=== Excerpted records ===
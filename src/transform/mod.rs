//! Pure transformation stages of the reload.
//!
//! Each stage takes fully materialized input and returns its output dataset
//! in `session_id` order. Storage access lives in [`crate::storage`]; the
//! transaction that ties the stages together lives in [`crate::reload`].

use chrono::{DateTime, Utc};

pub mod effects;
pub mod merge;
pub mod sessions;

pub use effects::{rollup_effects, DEFAULT_DISCOUNT_EFFECT_TYPES};
pub use merge::{derive_metrics, merge_sessions, CLOSED_STATE};
pub use sessions::{classify_channel, deduplicate_sessions};

/// Errors from the transformation stages.
#[derive(Debug, Clone, PartialEq, Eq, thiserror::Error)]
pub enum TransformError {
    /// A derived amount does not fit in a `Decimal`.
    #[error("{column} overflowed for session {session_id}")]
    Overflow {
        session_id: String,
        column: &'static str,
    },
}

/// Ordering key for picking the latest version of a raw record.
///
/// Ingestion timestamp first; the engine row id breaks ties so the row
/// appended last wins.
pub(crate) fn recency(load_ts: DateTime<Utc>, row_id: i64) -> (DateTime<Utc>, i64) {
    (load_ts, row_id)
}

=== Exercise prompt ===
Which lines in the records contain the word "DateTime"? Copy each one.

=== Solution ===
use chrono::{DateTime, Utc};
pub(crate) fn recency(load_ts: DateTime<Utc>, row_id: i64) -> (DateTime<Utc>, i64) {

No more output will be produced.